Mongolia Integrates AI and Remote Sensing for National Digitalization
- •Mongolia’s Vision 2050 strategy leverages AI and big data to modernize agriculture and public governance.
- •National Statistics Office uses Random Forest algorithms and satellite imagery to automate national crop yield estimations.
- •Pilot programs utilize computer vision to count livestock from video footage, achieving high accuracy in rural provinces.

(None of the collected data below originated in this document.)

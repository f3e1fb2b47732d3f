use std::cell::UnsafeCell;
use std::fmt;
use std::hint;
use std::ops::{Deref, DerefMut};
use std::sync::atomic::{AtomicU32, Ordering};

// State word layout: | write-done (8) | write-claim (8) | read count (16) |
const READ_MASK: u32 = 0xFFFF;
const CLAIM_SHIFT: u32 = 16;
const DONE_SHIFT: u32 = 24;
const COUNTER_MAX: u32 = 0xFF;

#[inline]
fn unpack(state: u32) -> (u32, u32, u32) {
    (
        state & READ_MASK,
        (state >> CLAIM_SHIFT) & COUNTER_MAX,
        (state >> DONE_SHIFT) & COUNTER_MAX,
    )
}

#[inline]
fn pack(reads: u32, claim: u32, done: u32) -> u32 {
    (reads & READ_MASK) | ((claim & COUNTER_MAX) << CLAIM_SHIFT) | ((done & COUNTER_MAX) << DONE_SHIFT)
}

/// Spinning reader-writer lock packed in one atomic word.
///
/// Readers enter while no writer holds or waits for the lock. A writer
/// first takes a ticket (bumps the claim counter), which stops new
/// readers, then waits until the readers are gone and every earlier ticket
/// is done. Writers are therefore admitted one at a time in claim order.
///
/// Nothing here blocks in the OS: both sides busy-wait, and there is no
/// timeout. A guard that is never dropped stalls every other user.
pub struct RwLockable<T: ?Sized> {
    state: AtomicU32,
    data: UnsafeCell<T>,
}

// SAFETY: the state word grants either shared access to any number of
// readers or exclusive access to one writer, like `std::sync::RwLock`.
unsafe impl<T: ?Sized + Send> Send for RwLockable<T> {}
unsafe impl<T: ?Sized + Send + Sync> Sync for RwLockable<T> {}

impl<T> RwLockable<T> {
    pub const fn new(value: T) -> Self {
        Self {
            state: AtomicU32::new(0),
            data: UnsafeCell::new(value),
        }
    }

    pub fn into_inner(self) -> T {
        self.data.into_inner()
    }
}

impl<T: ?Sized> RwLockable<T> {
    /// Acquire shared access, spinning while a writer holds or waits for the lock
    pub fn read(&self) -> RwReadGuard<'_, T> {
        let mut current = self.state.load(Ordering::Relaxed);
        loop {
            let (reads, claim, done) = unpack(current);
            if claim != done || reads == READ_MASK {
                hint::spin_loop();
                current = self.state.load(Ordering::Relaxed);
                continue;
            }
            match self.state.compare_exchange_weak(
                current,
                current + 1,
                Ordering::Acquire,
                Ordering::Relaxed,
            ) {
                Ok(_) => return RwReadGuard { lock: self },
                Err(actual) => current = actual,
            }
        }
    }

    /// Acquire exclusive access, waiting for readers and earlier writers
    pub fn write(&self) -> RwWriteGuard<'_, T> {
        let mut current = self.state.load(Ordering::Relaxed);
        let ticket = loop {
            let (reads, claim, done) = unpack(current);
            if claim == COUNTER_MAX {
                // every ticket is taken until the counters wrap
                hint::spin_loop();
                current = self.state.load(Ordering::Relaxed);
                continue;
            }
            match self.state.compare_exchange_weak(
                current,
                pack(reads, claim + 1, done),
                Ordering::Relaxed,
                Ordering::Relaxed,
            ) {
                Ok(_) => break claim,
                Err(actual) => current = actual,
            }
        };
        loop {
            let (reads, _, done) = unpack(self.state.load(Ordering::Acquire));
            if reads == 0 && done == ticket {
                return RwWriteGuard { lock: self };
            }
            hint::spin_loop();
        }
    }

    pub fn get_mut(&mut self) -> &mut T {
        self.data.get_mut()
    }

    fn release_read(&self) {
        self.state.fetch_sub(1, Ordering::Release);
    }

    fn release_write(&self) {
        let mut current = self.state.load(Ordering::Relaxed);
        loop {
            let (reads, claim, done) = unpack(current);
            let done = done + 1;
            // the last ticket is done only when claim is also at its max
            let next = if done >= COUNTER_MAX {
                pack(reads, 0, 0)
            } else {
                pack(reads, claim, done)
            };
            match self.state.compare_exchange_weak(
                current,
                next,
                Ordering::Release,
                Ordering::Relaxed,
            ) {
                Ok(_) => return,
                Err(actual) => current = actual,
            }
        }
    }
}

impl<T: Default> Default for RwLockable<T> {
    fn default() -> Self {
        Self::new(T::default())
    }
}

impl<T: ?Sized> fmt::Debug for RwLockable<T> {
    fn fmt(&self, f: &mut fmt::Formatter<'_>) -> fmt::Result {
        let (reads, claim, done) = unpack(self.state.load(Ordering::Relaxed));
        f.debug_struct("RwLockable")
            .field("reads", &reads)
            .field("write_claim", &claim)
            .field("write_done", &done)
            .finish_non_exhaustive()
    }
}

/// Shared access to the data of a [`RwLockable`], released on drop
pub struct RwReadGuard<'a, T: ?Sized> {
    lock: &'a RwLockable<T>,
}

impl<T: ?Sized> Deref for RwReadGuard<'_, T> {
    type Target = T;

    fn deref(&self) -> &T {
        // SAFETY: the read count is held, no writer can be active
        unsafe { &*self.lock.data.get() }
    }
}

impl<T: ?Sized> Drop for RwReadGuard<'_, T> {
    fn drop(&mut self) {
        self.lock.release_read();
    }
}

/// Exclusive access to the data of a [`RwLockable`], released on drop
pub struct RwWriteGuard<'a, T: ?Sized> {
    lock: &'a RwLockable<T>,
}

impl<T: ?Sized> Deref for RwWriteGuard<'_, T> {
    type Target = T;

    fn deref(&self) -> &T {
        // SAFETY: this guard owns the current write ticket
        unsafe { &*self.lock.data.get() }
    }
}

impl<T: ?Sized> DerefMut for RwWriteGuard<'_, T> {
    fn deref_mut(&mut self) -> &mut T {
        // SAFETY: this guard owns the current write ticket
        unsafe { &mut *self.lock.data.get() }
    }
}

impl<T: ?Sized> Drop for RwWriteGuard<'_, T> {
    fn drop(&mut self) {
        self.lock.release_write();
    }
}
//! Containers guarded by [`RwLockable`](super::RwLockable)

use super::{ConcurrentMap, RwLockable};
use std::collections::HashMap;
use std::fmt;
use std::hash::Hash;

/// Map where reads share a spin lock and writes take it exclusively
pub struct UnorderedMap<K, V> {
    map: RwLockable<HashMap<K, V>>,
}

impl<K, V> UnorderedMap<K, V> {
    pub fn new() -> Self {
        Self {
            map: RwLockable::new(HashMap::new()),
        }
    }
}

impl<K, V> Default for UnorderedMap<K, V> {
    fn default() -> Self {
        Self::new()
    }
}

impl<K, V> fmt::Debug for UnorderedMap<K, V>
where
    K: fmt::Debug,
    V: fmt::Debug,
{
    fn fmt(&self, f: &mut fmt::Formatter<'_>) -> fmt::Result {
        f.debug_map().entries(self.map.read().iter()).finish()
    }
}

impl<K, V> ConcurrentMap<K, V> for UnorderedMap<K, V>
where
    K: Eq + Hash + Clone + Send + Sync,
    V: Clone + Send + Sync,
{
    fn contains(&self, key: &K) -> bool {
        self.map.read().contains_key(key)
    }

    fn get(&self, key: &K) -> Option<V> {
        self.map.read().get(key).cloned()
    }

    fn snapshot(&self) -> HashMap<K, V> {
        self.map.read().clone()
    }

    fn insert(&self, key: K, value: V) -> bool {
        let mut map = self.map.write();
        if map.contains_key(&key) {
            return false;
        }
        map.insert(key, value);
        true
    }

    fn replace(&self, key: K, value: V) {
        self.map.write().insert(key, value);
    }

    fn erase(&self, key: &K) -> bool {
        self.map.write().remove(key).is_some()
    }

    fn clear(&self) {
        self.map.write().clear();
    }

    fn len(&self) -> usize {
        self.map.read().len()
    }
}
use crate::error::{Error, Result};
use crate::fs::{absolute_path, ensure_parent_dir};
use error_stack::{IntoReport, Report, ResultExt};
use std::fs::{self, File, OpenOptions};
use std::io::Write;
use std::path::{Path, PathBuf};
use std::thread;
use std::time::Duration;

/// How many times opening a file is attempted before giving up
pub const OPEN_RETRY_TIMES: u32 = 5;
/// Delay between two attempts to open a file
pub const OPEN_RETRY_INTERVAL: Duration = Duration::from_millis(10);

/// Append-only text file handle used by the file sinks.
///
/// Opening retries a fixed number of times. When every attempt fails the
/// editor stays closed: [`FileEditor::new`] does not fail, callers check
/// [`FileEditor::is_open`].
#[derive(Debug)]
pub struct FileEditor {
    path: PathBuf,
    file: Option<File>,
    retry_times: u32,
    retry_interval: Duration,
}

impl FileEditor {
    /// Create an editor for `path` and try to open it.
    ///
    /// The path is made absolute first, and missing parent directories are
    /// created. With `truncate`, an existing file is emptied.
    pub fn new<P>(path: &P, truncate: bool) -> Result<Self>
    where
        P: AsRef<Path>,
    {
        Self::with_retry(path, truncate, OPEN_RETRY_TIMES, OPEN_RETRY_INTERVAL)
    }

    /// Same as [`FileEditor::new`] with custom retry settings
    pub fn with_retry<P>(
        path: &P,
        truncate: bool,
        retry_times: u32,
        retry_interval: Duration,
    ) -> Result<Self>
    where
        P: AsRef<Path>,
    {
        let mut editor = Self {
            path: absolute_path(path)?,
            file: None,
            retry_times: retry_times.max(1),
            retry_interval,
        };
        if let Err(e) = editor.open(truncate) {
            log::debug!("file editor left closed: {e:?}");
        }
        Ok(editor)
    }

    /// Open the file, retrying on failure. Does nothing if already open.
    pub fn open(&mut self, truncate: bool) -> Result<()> {
        if self.file.is_some() {
            return Ok(());
        }
        ensure_parent_dir(&self.path)?;
        let mut last_error = None;
        for attempt in 0..self.retry_times {
            if attempt > 0 {
                thread::sleep(self.retry_interval);
            }
            let mut options = OpenOptions::new();
            options.create(true);
            if truncate {
                options.write(true).truncate(true);
            } else {
                options.append(true);
            }
            match options.open(&self.path) {
                Ok(file) => {
                    self.file = Some(file);
                    return Ok(());
                }
                Err(e) => {
                    log::debug!(
                        "cannot open `{}` (attempt {}): {e}",
                        self.path.display(),
                        attempt + 1
                    );
                    last_error = Some(e);
                }
            }
        }
        let report = match last_error {
            Some(e) => Report::new(e).change_context(Error::io("cannot open file")),
            None => Report::new(Error::io("cannot open file")),
        };
        Err(report.attach_printable(format!(
            "`{}` after {} attempt(s)",
            self.path.display(),
            self.retry_times
        )))
    }

    /// Close and open again
    pub fn reopen(&mut self, truncate: bool) -> Result<()> {
        self.close();
        self.open(truncate)
    }

    /// Flush and release the file handle
    pub fn close(&mut self) {
        if let Some(mut file) = self.file.take() {
            let _ = file.flush();
        }
    }

    #[inline]
    pub fn is_open(&self) -> bool {
        self.file.is_some()
    }

    #[inline]
    pub fn path(&self) -> &Path {
        &self.path
    }

    /// Current size of the file on disk, 0 if it does not exist
    pub fn len(&self) -> u64 {
        fs::metadata(&self.path).map(|m| m.len()).unwrap_or(0)
    }

    pub fn is_empty(&self) -> bool {
        self.len() == 0
    }

    /// Write the whole string at the end of the file
    pub fn write_str(&mut self, s: &str) -> Result<()> {
        let path = &self.path;
        match &mut self.file {
            Some(file) => file
                .write_all(s.as_bytes())
                .into_report()
                .change_context_lazy(|| Error::io("cannot write file"))
                .attach_printable_lazy(|| format!("`{}`", path.display())),
            None => Err(Report::new(Error::io("file is not open"))
                .attach_printable(format!("`{}`", path.display()))),
        }
    }

    pub fn flush(&mut self) -> Result<()> {
        let path = &self.path;
        match &mut self.file {
            Some(file) => file
                .flush()
                .into_report()
                .change_context_lazy(|| Error::io("cannot flush file"))
                .attach_printable_lazy(|| format!("`{}`", path.display())),
            None => Ok(()),
        }
    }
}

impl Drop for FileEditor {
    fn drop(&mut self) {
        self.close();
    }
}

Mongolia is undergoing a rapid digital transformation through its Vision 2050 strategy, aiming to evolve into a regional tech leader by the middle of the century. The initiative focuses on diversifying the national economy beyond mining by building a human-centered digital government. A core component of this shift involves the National Statistics Office (NSO) transitioning from manual data collection to sophisticated digital systems that treat data as a strategic national asset.
The integration of AI is particularly transformative for Mongolia’s agricultural sector. Collaborating with the UN Global Platform, the NSO now employs remote sensing—scanning the Earth via satellite—to automate crop classification. They utilize the Spectral Angle Mapper (SAM) method to identify specific crops like wheat and potatoes from imagery. This data is processed through the Random Forest algorithm, a machine learning method that uses multiple decision trees to provide accurate yield estimations.

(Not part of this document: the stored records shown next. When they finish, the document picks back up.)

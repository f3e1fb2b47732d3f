use super::{file_sink_name, Sink, SinkCore, SinkKind};
use crate::error::{Error, Result};
use crate::fs::{append_basename, rename_file, FileEditor};
use crate::log::LEVEL_SENTINEL;
use crate::time::DateTime;
use error_stack::Report;
use parking_lot::Mutex;
use std::path::{Path, PathBuf};

/// Default rotation threshold, 4 MiB
pub const DEFAULT_ROTATE_BYTES: u64 = 4 * 1024 * 1024;
/// Suffix appended to the file stem of a backup, `_YY-MM-DD_HH-MM-SS-fff`
pub const BACKUP_SUFFIX_FORMAT: &str = "_%y-%m-%d_%H-%M-%S-%frac";

#[derive(Debug)]
struct RotateState {
    editor: FileEditor,
    current_size: u64,
}

/// File sink that starts over once the file reaches a size threshold.
///
/// The size check runs after each write, so a file can grow past the
/// threshold by at most one line. On rotation the file is either renamed
/// to a timestamped backup and replaced by an empty one, or truncated in
/// place.
#[derive(Debug)]
pub struct RotateFileSink {
    name: String,
    core: SinkCore,
    state: Mutex<RotateState>,
    max_bytes: u64,
    backup: bool,
}

impl RotateFileSink {
    /// Open `path` for appending. The size of an existing file counts
    /// toward the first rotation.
    pub fn new<P>(path: &P, max_bytes: u64, backup: bool) -> Result<Self>
    where
        P: AsRef<Path>,
    {
        if max_bytes == 0 {
            return Err(Report::new(Error::argument("rotation threshold must be positive")));
        }
        let editor = FileEditor::new(path, false)?;
        if !editor.is_open() {
            return Err(Report::new(Error::io("cannot open log file"))
                .attach_printable(format!("`{}`", editor.path().display())));
        }
        Ok(Self {
            name: file_sink_name(&editor.path())?,
            core: SinkCore::with_mask(LEVEL_SENTINEL),
            state: Mutex::new(RotateState {
                current_size: editor.len(),
                editor,
            }),
            max_bytes,
            backup,
        })
    }

    pub fn path(&self) -> PathBuf {
        self.state.lock().editor.path().to_path_buf()
    }

    #[inline]
    pub fn max_bytes(&self) -> u64 {
        self.max_bytes
    }

    #[inline]
    pub fn backup(&self) -> bool {
        self.backup
    }

    /// Bytes written since the last rotation
    pub fn current_size(&self) -> u64 {
        self.state.lock().current_size
    }

    fn rotate(&self, state: &mut RotateState) -> Result<()> {
        state.current_size = 0;
        if !self.backup {
            log::debug!("truncating `{}`", state.editor.path().display());
            return state.editor.reopen(true);
        }

        state.editor.close();
        let path = state.editor.path().to_path_buf();
        let renamed = backup_path(&path).and_then(|backup| {
            log::debug!("rotating `{}` to `{}`", path.display(), backup.display());
            rename_file(&path, &backup)
        });
        // keep logging to the original path even if the backup failed, the
        // next attempt waits for the threshold to be crossed again
        let reopened = state.editor.open(false);
        renamed.and(reopened)
    }
}

/// First free backup name for `path`
fn backup_path(path: &Path) -> Result<PathBuf> {
    let suffix = DateTime::local_time().format(BACKUP_SUFFIX_FORMAT)?;
    let mut candidate = append_basename(&path, &suffix);
    let mut n = 1;
    while candidate.exists() {
        candidate = append_basename(&path, &format!("{suffix}_{n}"));
        n += 1;
    }
    Ok(candidate)
}

impl Sink for RotateFileSink {
    fn name(&self) -> String {
        self.name.clone()
    }

    fn kind(&self) -> SinkKind {
        SinkKind::RotateFile
    }

    fn core(&self) -> &SinkCore {
        &self.core
    }

    fn sink_it(&self, line: &str) -> Result<()> {
        let mut state = self.state.lock();
        state.editor.write_str(line)?;
        state.current_size += line.len() as u64;
        if state.current_size >= self.max_bytes {
            self.rotate(&mut state)?;
        }
        Ok(())
    }

    fn flush(&self) -> Result<()> {
        self.state.lock().editor.flush()
    }
}

#[cfg(test)]
mod ut {
    use super::*;
    use crate::log::{LogLevel, LogMessage};

    fn out_dir(name: &str) -> PathBuf {
        let dir = Path::new("target").join("test_out").join("rotate").join(name);
        let _ = std::fs::remove_dir_all(&dir);
        std::fs::create_dir_all(&dir).unwrap();
        dir
    }

    fn sink_at(path: &Path, max_bytes: u64, backup: bool) -> RotateFileSink {
        let sink = RotateFileSink::new(&path, max_bytes, backup).unwrap();
        sink.set_format("%msg");
        sink
    }

    fn log(sink: &RotateFileSink, text: &str) {
        sink.log(&LogMessage::new("r", LogLevel::Info, text.to_string()))
            .unwrap();
    }

    fn files_in(dir: &Path) -> Vec<String> {
        let mut names = std::fs::read_dir(dir)
            .unwrap()
            .map(|e| e.unwrap().file_name().to_string_lossy().to_string())
            .collect::<Vec<_>>();
        names.sort();
        names
    }

    #[test]
    fn test_zero_threshold() {
        let path = out_dir("zero").join("r.log");
        let err = RotateFileSink::new(&path, 0, false).unwrap_err();
        assert_eq!(crate::error::ErrorKind::Argument, err.current_context().kind);
    }

    #[test]
    fn test_truncate_in_place() {
        let dir = out_dir("truncate");
        let path = dir.join("r.log");
        let sink = sink_at(&path, 10, false);
        log(&sink, "12345");
        assert!(sink.current_size() > 0);
        // crosses the threshold, written then truncated
        log(&sink, "67890");
        assert_eq!(0, sink.current_size());
        assert_eq!("", std::fs::read_to_string(&path).unwrap());
        log(&sink, "abc");
        sink.flush().unwrap();
        let expected = format!("abc{}", crate::fs::OS_LINE_ENDING);
        assert_eq!(expected, std::fs::read_to_string(&path).unwrap());
        assert_eq!(vec!["r.log"], files_in(&dir));
    }

    #[test]
    fn test_backup() {
        let dir = out_dir("backup");
        let path = dir.join("r.log");
        let sink = sink_at(&path, 8, true);
        log(&sink, "first line");
        assert_eq!(0, sink.current_size());
        let files = files_in(&dir);
        assert_eq!(2, files.len());
        let backup = files.iter().find(|f| f.as_str() != "r.log").unwrap();
        assert!(backup.starts_with("r_"));
        assert!(backup.ends_with(".log"));
        let expected = format!("first line{}", crate::fs::OS_LINE_ENDING);
        assert_eq!(expected, std::fs::read_to_string(dir.join(backup)).unwrap());
        assert_eq!("", std::fs::read_to_string(&path).unwrap());

        // a second rotation within the same millisecond must not clobber the first
        log(&sink, "second line");
        log(&sink, "third line");
        assert_eq!(4, files_in(&dir).len());
    }

    #[cfg(unix)]
    #[test]
    fn test_failed_backup_waits_for_next_threshold() {
        let dir = out_dir("failed_backup");
        let path = dir.join("r.log");
        let sink = sink_at(&path, 8, true);
        log(&sink, "abc");
        // the open handle survives, but there is nothing left to rename
        std::fs::remove_file(&path).unwrap();
        let failed = sink.log(&LogMessage::new("r", LogLevel::Info, "defgh".to_string()));
        assert!(failed.is_err());
        assert_eq!(0, sink.current_size());
        log(&sink, "x");
        log(&sink, "y");
        assert_eq!(vec!["r.log"], files_in(&dir));
        sink.flush().unwrap();
        assert_eq!("x\ny\n", std::fs::read_to_string(&path).unwrap());
    }

    #[test]
    fn test_existing_size_counts() {
        let path = out_dir("existing").join("r.log");
        std::fs::write(&path, "0123456789").unwrap();
        let sink = sink_at(&path, 12, false);
        assert_eq!(10, sink.current_size());
        log(&sink, "ab");
        assert_eq!(0, sink.current_size());
    }
}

Beyond crops, Mongolia is pioneering the use of computer vision to manage livestock. Recent pilot programs have used AI to count sheep and goats directly from video footage as they graze. While challenges like drone costs and the need for specialized skills remain, the country is investing in domestic talent. This commitment to technical excellence has already propelled Mongolia to 11th globally in the Open Data Inventory rankings.